The first set of exclusions are household goods and personal effects. Per 20 CFR § 416.1216(a) and (b), these are excluded from being counted as resources, which effectively keeps them from being counted as income as of April 1, 2005, as explained in a Social Security Administration operating manual, SI 01130.430. Unfortunately, the CFR isn’t particularly useful in determining whether these exclusions apply to a particular gift, because it doesn’t provide useful definitions of either.
Luckily, SI 01130.430 fills this gap, providing not only robust definitions but examples of each exclusion. Household goods are “items of personal property, found in or near the home, [that] the householder uses on a regular basis… for maintenance, use, and occupancy of the premises as a home.” ((C)1).

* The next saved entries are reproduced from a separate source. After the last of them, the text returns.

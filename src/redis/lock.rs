use std::sync::atomic::{AtomicBool, Ordering};
use std::sync::{Mutex, MutexGuard, PoisonError};
use std::time::Duration;

use chrono::{DateTime, Utc};
use rand::Rng;
use tokio::time::{sleep, Instant};
use tokio_util::sync::CancellationToken;
use tracing::{debug, info, warn};
use uuid::Uuid;

use super::client::RedisClient;
use super::errors::LockError;
use super::lock_store::{lock_key, LockStore};
use super::proxy::RedisConnectionProxy;
use crate::common::errors::ClientError;
use crate::common::proxy::ConnectionProxy;

#[derive(Debug, Default)]
struct LockState {
    token: Option<String>,
    acquired_at: Option<DateTime<Utc>>,
    released_at: Option<DateTime<Utc>>,
}

/// Mutual exclusion over a set of resource keys, shared by every process
/// using the same cache store.
///
/// Acquisition is all-or-nothing: the lock is taken only when no key of
/// the set is held by anyone. Each acquisition writes a fresh token and
/// a release only deletes keys that still carry it, so a holder whose
/// keys expired never releases someone else's lock.
pub struct DistributedLock<P: ConnectionProxy = RedisConnectionProxy> {
    client: RedisClient<P>,
    resource_keys: Vec<String>,
    lock_keys: Vec<String>,
    state: Mutex<LockState>,
    acquiring: AtomicBool,
    is_locked: AtomicBool,
}

impl<P> DistributedLock<P>
where
    P: ConnectionProxy,
    P::Connection: LockStore<Error = P::Error>,
{
    pub fn new<K: Into<String>>(
        client: RedisClient<P>,
        resource_keys: impl IntoIterator<Item = K>,
    ) -> Result<Self, LockError<P::Error>> {
        let resource_keys: Vec<String> = resource_keys.into_iter().map(Into::into).collect();
        if resource_keys.is_empty() {
            return Err(LockError::NoResourceKeys);
        }
        let lock_keys = resource_keys.iter().map(|key| lock_key(key)).collect();
        Ok(Self {
            client,
            resource_keys,
            lock_keys,
            state: Mutex::new(LockState::default()),
            acquiring: AtomicBool::new(false),
            is_locked: AtomicBool::new(false),
        })
    }

    pub fn resource_keys(&self) -> &[String] {
        &self.resource_keys
    }

    pub fn is_locked(&self) -> bool {
        self.is_locked.load(Ordering::SeqCst)
    }

    pub fn acquired_at(&self) -> Option<DateTime<Utc>> {
        self.state().acquired_at
    }

    pub fn released_at(&self) -> Option<DateTime<Utc>> {
        self.state().released_at
    }

    /// Time between the last acquisition and the release that followed it,
    /// zero while the lock is held or was never taken.
    pub fn lock_held_duration(&self) -> Duration {
        let state = self.state();
        match (state.acquired_at, state.released_at) {
            (Some(acquired), Some(released)) if released > acquired => {
                (released - acquired).to_std().unwrap_or_default()
            }
            _ => Duration::ZERO,
        }
    }

    fn state(&self) -> MutexGuard<'_, LockState> {
        self.state.lock().unwrap_or_else(PoisonError::into_inner)
    }

    /// Retries the all-or-nothing acquisition with a jittered pause until
    /// the keys are free or the acquire timeout elapses.
    pub async fn acquire_lock(&self, ctx: &CancellationToken) -> Result<(), LockError<P::Error>> {
        if self.is_locked()
            || self
                .acquiring
                .compare_exchange(false, true, Ordering::SeqCst, Ordering::SeqCst)
                .is_err()
        {
            return Err(LockError::LocksAlreadyAcquired);
        }

        let token = Uuid::new_v4().to_string();
        let acquired = tokio::select! {
            biased;
            _ = ctx.cancelled() => Err(LockError::Canceled),
            acquired = self.try_acquire(&token) => acquired,
        };

        // is_locked is published before the in-flight flag clears
        if acquired.is_ok() {
            {
                let mut state = self.state();
                state.token = Some(token);
                state.acquired_at = Some(Utc::now());
            }
            self.is_locked.store(true, Ordering::SeqCst);
            info!(keys = ?self.resource_keys, "Locks acquired");
        }
        self.acquiring.store(false, Ordering::SeqCst);
        acquired
    }

    async fn try_acquire(&self, token: &str) -> Result<(), LockError<P::Error>> {
        let settings = self.client.lock_settings();
        let deadline = Instant::now() + settings.acquire_timeout;
        let keys = self.lock_keys.as_slice();
        let ttl = settings.ttl;

        loop {
            let remaining = deadline.saturating_duration_since(Instant::now());
            if remaining.is_zero() {
                return Err(LockError::LockAcquireTimeout);
            }

            let acquired = self
                .client
                .execute_closure(remaining, move |store| async move { store.acquire(keys, token, ttl).await })
                .await;
            match acquired {
                Ok(true) => return Ok(()),
                Ok(false) => debug!(keys = ?self.resource_keys, "Locks are held elsewhere, retrying"),
                Err(ClientError::OperationTimeout) => return Err(LockError::LockAcquireTimeout),
                Err(err) => return Err(err.into()),
            }

            let wait = jittered_wait(settings.retry_wait_min, settings.retry_wait_max);
            sleep(wait.min(deadline.saturating_duration_since(Instant::now()))).await;
        }
    }

    /// Deletes the keys still holding this instance's token. Keys that
    /// expired and were taken by another holder are left alone.
    pub async fn release_lock(&self, ctx: &CancellationToken) -> Result<(), LockError<P::Error>> {
        tokio::select! {
            biased;
            _ = ctx.cancelled() => Err(LockError::Canceled),
            released = self.release() => released,
        }
    }

    /// `release_lock` without a cancellation point, bounded only by the
    /// write timeout. Used once the guarded work is done, so a canceled
    /// caller does not leave the keys held until their TTL.
    pub(crate) async fn release(&self) -> Result<(), LockError<P::Error>> {
        if !self.is_locked() {
            return Err(LockError::LockReleaseBeforeAcquire);
        }
        let token = self
            .state()
            .token
            .clone()
            .filter(|token| !token.is_empty())
            .ok_or(LockError::LockValueEmpty)?;

        let keys = self.lock_keys.as_slice();
        let token_ref = token.as_str();
        let released = self
            .client
            .execute_closure(self.client.write_timeout(), move |store| async move {
                store.release(keys, token_ref).await
            })
            .await?;

        if released < keys.len() {
            warn!(
                keys = ?self.resource_keys,
                lost = keys.len() - released,
                "Some locks expired before release"
            );
        }

        {
            let mut state = self.state();
            state.token = None;
            state.released_at = Some(Utc::now());
        }
        self.is_locked.store(false, Ordering::SeqCst);
        info!(keys = ?self.resource_keys, held_ms = self.lock_held_duration().as_millis() as u64, "Locks released");
        Ok(())
    }
}

fn jittered_wait(min: Duration, max: Duration) -> Duration {
    let min_ms = u64::try_from(min.as_millis()).unwrap_or(u64::MAX);
    let max_ms = u64::try_from(max.as_millis()).unwrap_or(u64::MAX).max(min_ms);
    Duration::from_millis(rand::rng().random_range(min_ms..=max_ms))
}
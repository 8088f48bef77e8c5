//! `OddsRecord` — one opening/final odds pair per event, plus the canonical
//! triple type the normalizer produces.

use chrono::{DateTime, Utc};
use serde::{Deserialize, Serialize};

use super::numeric::truncate_raw;

/// A canonical home/draw/away decimal-odds triple. `x` is `None` for 2-way
/// sports and for any market where the draw quote was invalid or absent.
#[derive(Debug, Clone, Copy, PartialEq, Serialize, Deserialize)]
pub struct OddsTriple {
    pub one: f64,
    pub x: Option<f64>,
    pub two: f64,
}

impl OddsTriple {
    pub fn new(one: f64, x: Option<f64>, two: f64) -> Self {
        Self {
            one: truncate_raw(one),
            x: x.map(truncate_raw),
            two: truncate_raw(two),
        }
    }

    /// Minimum valid decimal quote; anything lower is a feed error, not odds.
    pub const MIN_QUOTE: f64 = 1.001;

    pub fn is_valid(&self) -> bool {
        self.one >= Self::MIN_QUOTE
            && self.two >= Self::MIN_QUOTE
            && self.x.map_or(true, |x| x >= Self::MIN_QUOTE)
    }
}

#[derive(Debug, Clone, Serialize, Deserialize, sqlx::FromRow)]
pub struct OddsRecord {
    pub event_id: i64,
    pub one_open: Option<f64>,
    pub x_open: Option<f64>,
    pub two_open: Option<f64>,
    pub one_final: Option<f64>,
    pub x_final: Option<f64>,
    pub two_final: Option<f64>,
    pub var_one: Option<f64>,
    pub var_x: Option<f64>,
    pub var_two: Option<f64>,
    pub open_captured_at: Option<DateTime<Utc>>,
    pub final_captured_at: Option<DateTime<Utc>>,
}

/// A fully-formed variation vector, ready for matching. `dx` is `None` when
/// the event's sport has no draw, or the current event's `ΔX` is null (in
/// which case the event is treated as 2-way for matching purposes).
#[derive(Debug, Clone, Copy, PartialEq)]
pub struct VariationVector {
    pub d1: f64,
    pub dx: Option<f64>,
    pub d2: f64,
}

impl OddsRecord {
    /// Build the variation vector for this record, if both opening and final
    /// odds are present for every non-null component. Returns `None` if the
    /// record is incomplete (missing a final, or a 1/2 opening quote).
    pub fn variation_vector(&self) -> Option<VariationVector> {
        let d1 = self.var_one?;
        let d2 = self.var_two?;
        // A present x_open/x_final pair yields Some(dx); absence of either
        // (2-way sport, or a null quote) yields None — treated as 2-way.
        let dx = match (self.x_open, self.x_final) {
            (Some(_), Some(_)) => self.var_x,
            _ => None,
        };
        Some(VariationVector { d1, dx, d2 })
    }
}

#[cfg(test)]
mod tests {
    use super::*;

    #[test]
    fn triple_truncates_to_three_decimals() {
        let t = OddsTriple::new(1.8337, Some(3.5019), 4.201);
        assert_eq!(t.one, 1.833);
        assert_eq!(t.x, Some(3.501));
        assert_eq!(t.two, 4.201);
    }

    #[test]
    fn triple_rejects_sub_minimum_quotes() {
        let t = OddsTriple::new(1.0, None, 2.0);
        assert!(!t.is_valid());
        let t2 = OddsTriple::new(1.5, None, 2.0);
        assert!(t2.is_valid());
    }

    fn complete_record() -> OddsRecord {
        OddsRecord {
            event_id: 1,
            one_open: Some(1.80),
            x_open: Some(3.40),
            two_open: Some(4.20),
            one_final: Some(1.95),
            x_final: Some(3.35),
            two_final: Some(4.00),
            var_one: Some(0.15),
            var_x: Some(-0.05),
            var_two: Some(-0.20),
            open_captured_at: Some(Utc::now()),
            final_captured_at: Some(Utc::now()),
        }
    }

    #[test]
    fn variation_vector_present_when_complete() {
        let v = complete_record().variation_vector().unwrap();
        assert_eq!(v.d1, 0.15);
        assert_eq!(v.dx, Some(-0.05));
        assert_eq!(v.d2, -0.20);
    }

    #[test]
    fn variation_vector_none_when_final_missing() {
        let mut r = complete_record();
        r.var_one = None;
        assert!(r.variation_vector().is_none());
    }

    #[test]
    fn variation_vector_treats_missing_draw_as_two_way() {
        let mut r = complete_record();
        r.x_open = None;
        r.x_final = None;
        r.var_x = Some(-0.05); // stale/irrelevant — must still be ignored
        let v = r.variation_vector().unwrap();
        assert_eq!(v.dx, None);
    }
}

Personal effects are “items of personal property ordinarily worn or carried by the individual, or items that have an intimate relation to the individual.” ((C)2).

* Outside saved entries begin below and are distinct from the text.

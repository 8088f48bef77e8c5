//! Upstream odds feed: wire types, HTTP client, and normalization into the
//! canonical domain model.

pub mod client;
pub mod normalizer;

pub use client::UpstreamClient;

use chrono::{DateTime, Utc};
use serde::Deserialize;

/// Raw event payload as the upstream feed returns it. Field names mirror the
/// feed's own JSON; `#[serde(default)]` on every struct means a field the
/// feed omits simply decodes as empty/`None` rather than failing the parse.
#[derive(Debug, Deserialize, Clone, Default)]
#[serde(default)]
pub struct RawEvent {
    pub id: String,
    pub sport_key: String,
    pub commence_time: Option<DateTime<Utc>>,
    pub home_team: String,
    pub away_team: String,
    pub status: Option<RawStatus>,
    pub bookmakers: Vec<RawBookmaker>,
}

#[derive(Debug, Deserialize, Clone, Default)]
#[serde(default)]
pub struct RawStatus {
    pub code: Option<i32>,
    pub home_score: Option<i32>,
    pub away_score: Option<i32>,
}

#[derive(Debug, Deserialize, Clone, Default)]
#[serde(default)]
pub struct RawBookmaker {
    pub key: String,
    pub last_update: Option<DateTime<Utc>>,
    pub markets: Vec<RawMarket>,
}

#[derive(Debug, Deserialize, Clone, Default)]
#[serde(default)]
pub struct RawMarket {
    pub key: String,
    pub outcomes: Vec<RawOutcome>,
}

#[derive(Debug, Deserialize, Clone, Default)]
#[serde(default)]
pub struct RawOutcome {
    pub name: String,
    /// Decimal odds, or a fractional string ("5/2") for feeds that report
    /// fractional prices — `normalizer` handles both.
    pub price: Option<serde_json::Value>,
}
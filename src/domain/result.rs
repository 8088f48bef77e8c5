//! `Result` — the immutable outcome of a finished event.

use chrono::{DateTime, Utc};
use serde::{Deserialize, Serialize};

#[derive(Debug, Clone, Copy, PartialEq, Eq, Serialize, Deserialize)]
#[serde(rename_all = "UPPERCASE")]
pub enum WinnerSide {
    One,
    X,
    Two,
}

impl WinnerSide {
    pub fn as_str(&self) -> &'static str {
        match self {
            WinnerSide::One => "1",
            WinnerSide::X => "X",
            WinnerSide::Two => "2",
        }
    }

    /// Winner side from a final scoreline: `1` iff home > away, `2` iff away
    /// > home, `X` iff equal and the sport supports draws.
    pub fn from_score(home_score: i32, away_score: i32, has_draw: bool) -> Option<Self> {
        use std::cmp::Ordering::*;
        match home_score.cmp(&away_score) {
            Greater => Some(WinnerSide::One),
            Less => Some(WinnerSide::Two),
            Equal if has_draw => Some(WinnerSide::X),
            Equal => None,
        }
    }
}

#[derive(Debug, Clone, Serialize, Deserialize, sqlx::FromRow)]
pub struct EventResult {
    pub event_id: i64,
    pub home_score: i32,
    pub away_score: i32,
    pub winner_side: String,
    pub point_diff: i32,
    pub collected_at: DateTime<Utc>,
}

impl EventResult {
    pub fn new(event_id: i64, home_score: i32, away_score: i32, has_draw: bool, collected_at: DateTime<Utc>) -> Option<Self> {
        let winner = WinnerSide::from_score(home_score, away_score, has_draw)?;
        Some(Self {
            event_id,
            home_score,
            away_score,
            winner_side: winner.as_str().to_string(),
            point_diff: (home_score - away_score).abs(),
            collected_at,
        })
    }
}

#[cfg(test)]
mod tests {
    use super::*;

    #[test]
    fn winner_side_home_win() {
        assert_eq!(WinnerSide::from_score(3, 1, true), Some(WinnerSide::One));
    }

    #[test]
    fn winner_side_away_win() {
        assert_eq!(WinnerSide::from_score(0, 2, true), Some(WinnerSide::Two));
    }

    #[test]
    fn winner_side_draw_only_when_supported() {
        assert_eq!(WinnerSide::from_score(1, 1, true), Some(WinnerSide::X));
        assert_eq!(WinnerSide::from_score(1, 1, false), None);
    }

    #[test]
    fn event_result_computes_point_diff() {
        let r = EventResult::new(1, 3, 1, true, Utc::now()).unwrap();
        assert_eq!(r.point_diff, 2);
        assert_eq!(r.winner_side, "1");
    }

    #[test]
    fn event_result_none_on_undecidable_draw() {
        assert!(EventResult::new(1, 1, 1, false, Utc::now()).is_none());
    }
}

There are limits to these exclusions. First, neither can apply to items an individual acquires or holds because of their value or as an investment, including animals kept for breeding or resale purposes. Furniture, appliances, and household electronics (i.e. televisions) are used for their utility around the home, not their dollar or investment value. Similarly, jewelry and other trinkets that are regularly worn or that have sentimental value are valued for factors other than their dollar or investment value. However, if it isn’t regularly worn (or designed to be worn), and if it doesn’t have some sentimental value (i.e. a family heirloom), it may not be considered a personal effect. (More detail is provided in 20 CFR § 416.1205.)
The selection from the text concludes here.